**MATERIAL PROVIDED**
★ ★ ★ ★
mod output;

use std::{
    fs::{self, OpenOptions},
    path::PathBuf,
    sync::Mutex,
};

use anyhow::{bail, Result};
use clap::{Parser, Subcommand};
use tracing::debug;
use tracing_subscriber::{prelude::*, EnvFilter};

use btwgames_core::{
    config::{self, AppConfig},
    pipeline::{self, RunOptions},
    store::{GameQuery, GameRepository, SortOrder, DEFAULT_PER_PAGE},
    HttpFetcher, Scraper,
};

#[derive(Parser)]
#[command(name = "btwgames")]
#[command(version, about = "Scrape, catalogue and publish browser games", long_about = None)]
struct Cli {
    #[command(subcommand)]
    command: Command,

    /// Extra configuration file layered over the defaults
    #[arg(long, global = true)]
    config: Option<PathBuf>,

    /// Collection file to read and update
    #[arg(long, global = true)]
    data_file: Option<PathBuf>,

    /// SQLite catalogue database
    #[arg(long, global = true)]
    database: Option<PathBuf>,

    /// Print results as JSON
    #[arg(long, global = true)]
    json: bool,

    /// More log output (-v debug, -vv trace)
    #[arg(short, long, global = true, action = clap::ArgAction::Count)]
    verbose: u8,
}

#[derive(Subcommand)]
enum Command {
    /// Scrape, merge, import and regenerate the site
    Build {
        /// Maximum games to scrape
        #[arg(long)]
        max_games: Option<usize>,

        /// Reuse the existing collection without fetching
        #[arg(long)]
        skip_fetch: bool,

        /// Target directory for the generated site
        #[arg(long)]
        output_dir: Option<PathBuf>,

        /// Publish straight from the collection file
        #[arg(long)]
        no_db: bool,

        /// Back up the collection file before rewriting it
        #[arg(long)]
        backup: bool,
    },

    /// Scrape the listing site and append new games to the collection
    Scrape {
        /// Maximum games to scrape
        #[arg(long)]
        max_games: Option<usize>,

        /// Back up the collection file before rewriting it
        #[arg(long)]
        backup: bool,
    },

    /// Import the collection into the database
    Import,

    /// Regenerate the static site
    Generate {
        /// Target directory for the generated site
        #[arg(long)]
        output_dir: Option<PathBuf>,

        /// Read games from the database instead of the collection file
        #[arg(long)]
        from_db: bool,
    },

    /// List catalogued games
    List {
        /// Category slug
        #[arg(short, long)]
        category: Option<String>,

        /// Text searched in titles, descriptions and tags
        #[arg(short, long)]
        search: Option<String>,

        /// popular, newest or name
        #[arg(long, default_value = "popular")]
        sort: SortOrder,

        /// Page number, starting at 1
        #[arg(short, long, default_value_t = 1)]
        page: u32,

        /// Games per page (at most 100)
        #[arg(long, default_value_t = DEFAULT_PER_PAGE)]
        per_page: u32,

        /// Only games flagged as new
        #[arg(long)]
        new: bool,
    },

    /// Show one game by id or slug
    Show {
        /// Numeric id or slug
        game: String,
    },

    /// Record a play of a game
    Play {
        /// Game id
        id: i64,

        /// Session length in seconds
        #[arg(short, long, default_value_t = 0)]
        duration: u32,
    },

    /// Play count and average session length of one game
    PlayStats {
        /// Game id
        id: i64,
    },

    /// Hide a game from listings and the published site
    Deactivate {
        /// Game id
        id: i64,
    },

    /// Catalogue statistics
    Stats,
}

fn main() -> Result<()> {
    let cli = Cli::parse();
    init_logging(cli.verbose)?;

    config::ensure_default_config()?;
    let mut config = AppConfig::load_from(cli.config.as_deref())?;
    if let Some(data_file) = cli.data_file.clone() {
        config.data_file = data_file;
    }
    if let Some(database) = cli.database.clone() {
        config.database_path = database;
    }
    debug!(?config, "loaded configuration");

    match cli.command {
        Command::Build {
            max_games,
            skip_fetch,
            output_dir,
            no_db,
            backup,
        } => {
            if let Some(output_dir) = output_dir {
                config.output_dir = output_dir;
            }
            let options = RunOptions {
                max_games: max_games.unwrap_or(config.max_games),
                skip_fetch,
                backup,
                import: !no_db,
                generate: true,
            };
            let scraper = if skip_fetch {
                None
            } else {
                Some(Scraper::<HttpFetcher>::from_config(&config)?)
            };
            let summary = pipeline::run(&config, scraper.as_ref(), &options)?;
            output::run_summary(&summary, cli.json)?;
        }
        Command::Scrape { max_games, backup } => {
            let scraper = Scraper::<HttpFetcher>::from_config(&config)?;
            let max_games = max_games.unwrap_or(config.max_games);
            let (_, summary) = pipeline::scrape(&config, &scraper, max_games, backup)?;
            output::run_summary(&summary, cli.json)?;
        }
        Command::Import => {
            let repository = GameRepository::open(&config.database_path)?;
            let summary = pipeline::import(&config, &repository)?;
            output::import_summary(&summary, cli.json)?;
        }
        Command::Generate {
            output_dir,
            from_db,
        } => {
            if let Some(output_dir) = output_dir {
                config.output_dir = output_dir;
            }
            let report = if from_db {
                let repository = GameRepository::open(&config.database_path)?;
                pipeline::generate_from_db(&config, &repository)?
            } else {
                pipeline::generate_from_collection(&config)?
            };
            output::generation_report(&report, &config.output_dir, cli.json)?;
        }
        Command::List {
            category,
            search,
            sort,
            page,
            per_page,
            new,
        } => {
            let repository = GameRepository::open(&config.database_path)?;
            let page = repository.list(&GameQuery {
                category,
                search,
                new_only: new,
                sort,
                page,
                per_page,
            })?;
            output::game_page(&page, cli.json)?;
        }
        Command::Show { game } => {
            let repository = GameRepository::open(&config.database_path)?;
            let Some(found) = repository.find(&game)? else {
                bail!("no game `{game}`");
            };
            output::game_detail(&found, cli.json)?;
        }
        Command::Play { id, duration } => {
            let repository = GameRepository::open(&config.database_path)?;
            if !repository.record_play(id, duration)? {
                bail!("no game with id {id}");
            }
            println!("Recorded play of game {id}");
        }
        Command::PlayStats { id } => {
            let repository = GameRepository::open(&config.database_path)?;
            let Some(stats) = repository.game_stats(id)? else {
                bail!("no game with id {id}");
            };
            output::play_stats(&stats, cli.json)?;
        }
        Command::Deactivate { id } => {
            let repository = GameRepository::open(&config.database_path)?;
            if !repository.deactivate(id)? {
                bail!("no active game with id {id}");
            }
            println!("Deactivated game {id}; regenerate the site to unpublish it");
        }
        Command::Stats => {
            let repository = GameRepository::open(&config.database_path)?;
            output::stats(&repository.stats()?, &repository.categories()?, cli.json)?;
        }
    }

    Ok(())
}

fn init_logging(verbose: u8) -> Result<()> {
    let log_dir = std::env::current_dir()?.join("logs");
    fs::create_dir_all(&log_dir)?;
    let log_file = OpenOptions::new()
        .create(true)
        .append(true)
        .open(log_dir.join("btwgames.log"))?;

    let default_level = match verbose {
        0 => "info",
        1 => "debug",
        _ => "trace",
    };
    let env_filter =
        EnvFilter::try_from_default_env().unwrap_or_else(|_| EnvFilter::new(default_level));

    let console_layer = tracing_subscriber::fmt::layer()
        .with_target(false)
        .compact()
        .with_writer(std::io::stderr);

    let file_layer = tracing_subscriber::fmt::layer()
        .with_target(true)
        .with_ansi(false)
        .compact()
        .with_writer(Mutex::new(log_file));

    tracing_subscriber::registry()
        .with(env_filter)
        .with(console_layer)
        .with(file_layer)
        .init();

    Ok(())
}
//! Static site generation.
//!
//! Flattens the catalogue into deployable files under the output directory:
//! one page per game, an aggregate listing and a handful of JSON and text
//! indexes. Output depends only on the input records, so regenerating from an
//! unchanged catalogue rewrites byte-identical files.

mod render;

use std::{
    collections::{HashMap, HashSet},
    fs,
    path::{Path, PathBuf},
};

use anyhow::{Context, Result};
use chrono::{DateTime, Utc};
use serde::Serialize;
use tracing::{debug, info, warn};
use walkdir::WalkDir;

use crate::{
    config::AppConfig,
    error::RenderError,
    models::GameRecord,
    slug::{slugify, SlugAllocator},
    taxonomy,
};

pub use render::escape;

/// Directory below the output root holding the per-game pages.
pub const GAMES_DIR: &str = "games";

/// A page that could not be produced.
#[derive(Debug)]
pub struct PageFailure {
    /// Slug of the skipped page.
    pub slug: String,
    /// Why it was skipped.
    pub error: RenderError,
}

/// Outcome of a generation run.
#[derive(Debug, Default)]
pub struct GenerationReport {
    /// Game pages written.
    pub rendered: usize,
    /// Game pages skipped.
    pub failed: Vec<PageFailure>,
    /// Stale game pages removed from earlier runs.
    pub pruned: usize,
}

#[derive(Serialize)]
struct Metadata<'a> {
    total_games: usize,
    generated_at: Option<DateTime<Utc>>,
    website: &'a str,
    site_url: &'a str,
}

#[derive(Serialize)]
struct GameEntry<'a> {
    #[serde(flatten)]
    record: &'a GameRecord,
    category_name: &'a str,
    standardized_tags: &'a [String],
    page_url: String,
}

#[derive(Serialize)]
struct GameIndex<'a> {
    metadata: Metadata<'a>,
    games: Vec<GameEntry<'a>>,
}

#[derive(Serialize)]
struct CategoryEntry {
    name: String,
    slug: String,
    count: usize,
}

struct SitePage {
    record: GameRecord,
    tags: Vec<String>,
}

impl SitePage {
    fn slug(&self) -> &str {
        self.record.slug.as_deref().unwrap_or_default()
    }
}

/// Renders the catalogue into a directory.
#[derive(Debug, Clone)]
pub struct SiteGenerator {
    output_dir: PathBuf,
    site_name: String,
    site_url: String,
    new_games: usize,
    related_games: usize,
}

impl SiteGenerator {
    /// Build a generator writing to `output_dir`.
    pub fn new(output_dir: impl Into<PathBuf>, site_name: &str, site_url: &str) -> Self {
        Self {
            output_dir: output_dir.into(),
            site_name: site_name.to_string(),
            site_url: site_url.trim_end_matches('/').to_string(),
            new_games: 12,
            related_games: 6,
        }
    }

    /// Build a generator from the application configuration.
    pub fn from_config(config: &AppConfig) -> Self {
        Self::new(&config.output_dir, &config.site_name, &config.site_url)
            .with_new_games(config.new_games_count)
            .with_related_games(config.related_games)
    }

    /// Number of records listed in `new_games.json`.
    pub fn with_new_games(mut self, count: usize) -> Self {
        self.new_games = count;
        self
    }

    /// Maximum number of related games on a detail page.
    pub fn with_related_games(mut self, count: usize) -> Self {
        self.related_games = count;
        self
    }

    /// Root of the generated site.
    pub fn output_dir(&self) -> &Path {
        &self.output_dir
    }

    /// Render every artifact for `records`, in their given order.
    ///
    /// A page that fails to render is skipped and listed in the report;
    /// failing to write one of the shared indexes aborts the run.
    pub fn generate(&self, records: &[GameRecord]) -> Result<GenerationReport> {
        let pages = assign_slugs(records);
        let games_dir = self.output_dir.join(GAMES_DIR);
        fs::create_dir_all(&games_dir)
            .with_context(|| format!("failed to create {}", games_dir.display()))?;

        let layout = render::Layout {
            site_name: &self.site_name,
            site_url: &self.site_url,
        };
        let mut report = GenerationReport::default();
        let mut published = Vec::with_capacity(pages.len());

        for (index, page) in pages.iter().enumerate() {
            match self.render_game(&layout, &pages, index, &games_dir) {
                Ok(()) => {
                    report.rendered += 1;
                    published.push(page);
                }
                Err(error) => {
                    warn!("skipping page {}: {error}", page.slug());
                    report.failed.push(PageFailure {
                        slug: page.slug().to_string(),
                        error,
                    });
                }
            }
        }

        report.pruned = prune_stale_pages(&games_dir, &published)?;

        let listing: Vec<(&str, &GameRecord, &[String])> = published
            .iter()
            .map(|page| (page.slug(), &page.record, page.tags.as_slice()))
            .collect();
        self.write("games.html", render::listing_page(&layout, &listing))?;
        self.write_indexes(&published)?;

        info!(
            rendered = report.rendered,
            failed = report.failed.len(),
            pruned = report.pruned,
            "generated site in {}",
            self.output_dir.display()
        );
        Ok(report)
    }

    fn render_game(
        &self,
        layout: &render::Layout<'_>,
        pages: &[SitePage],
        index: usize,
        games_dir: &Path,
    ) -> Result<(), RenderError> {
        let page = &pages[index];
        let slug = page.slug();
        let embed = page
            .record
            .playable_embed()
            .ok_or_else(|| RenderError::MissingEmbed(slug.to_string()))?;

        let category = page.record.category_name();
        let related: Vec<(&str, &GameRecord)> = pages
            .iter()
            .enumerate()
            .filter(|(other, candidate)| {
                *other != index
                    && candidate.record.category_name() == category
                    && candidate.record.playable_embed().is_some()
            })
            .take(self.related_games)
            .map(|(_, candidate)| (candidate.slug(), &candidate.record))
            .collect();

        let html = render::game_page(layout, &page.record, slug, embed, &page.tags, &related);
        let path = games_dir.join(format!("{slug}.html"));
        fs::write(&path, html).map_err(|source| RenderError::Write {
            path: path.display().to_string(),
            source,
        })?;
        debug!("rendered {}", path.display());
        Ok(())
    }

    fn write_indexes(&self, pages: &[&SitePage]) -> Result<()> {
        let generated_at = pages.iter().filter_map(|page| page.record.added_at).max();
        let all = GameIndex {
            metadata: Metadata {
                total_games: pages.len(),
                generated_at,
                website: &self.site_name,
                site_url: &self.site_url,
            },
            games: pages.iter().map(|page| self.entry(page)).collect(),
        };
        self.write_json("all_games.json", &all)?;

        let newest = GameIndex {
            metadata: Metadata {
                total_games: pages.len().min(self.new_games),
                generated_at,
                website: &self.site_name,
                site_url: &self.site_url,
            },
            games: pages
                .iter()
                .rev()
                .take(self.new_games)
                .map(|page| self.entry(page))
                .collect(),
        };
        self.write_json("new_games.json", &newest)?;

        self.write_json("categories.json", &category_index(pages))?;

        let slugs: String = pages.iter().map(|page| format!("{}\n", page.slug())).collect();
        self.write("game_slugs.txt", slugs)?;

        let mut sitemap = format!("{0}/\n{0}/games.html\n", self.site_url);
        for page in pages {
            sitemap.push_str(&format!("{}/{GAMES_DIR}/{}.html\n", self.site_url, page.slug()));
        }
        self.write("sitemap.txt", sitemap)
    }

    fn entry<'a>(&self, page: &'a SitePage) -> GameEntry<'a> {
        GameEntry {
            record: &page.record,
            category_name: page.record.category_name(),
            standardized_tags: &page.tags,
            page_url: format!("{}/{GAMES_DIR}/{}.html", self.site_url, page.slug()),
        }
    }

    fn write_json<T: Serialize>(&self, name: &str, value: &T) -> Result<()> {
        let mut json = serde_json::to_string_pretty(value)
            .with_context(|| format!("failed to serialise {name}"))?;
        json.push('\n');
        self.write(name, json)
    }

    fn write(&self, name: &str, contents: String) -> Result<()> {
        let path = self.output_dir.join(name);
        fs::write(&path, contents).with_context(|| format!("failed to write {}", path.display()))
    }
}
★ ★ ★ ★
**PROBLEM STATEMENT**
The answer must be every line of the records that contains the word "length".

**TASK OUTPUT**
        /// Session length in seconds
    /// Play count and average session length of one game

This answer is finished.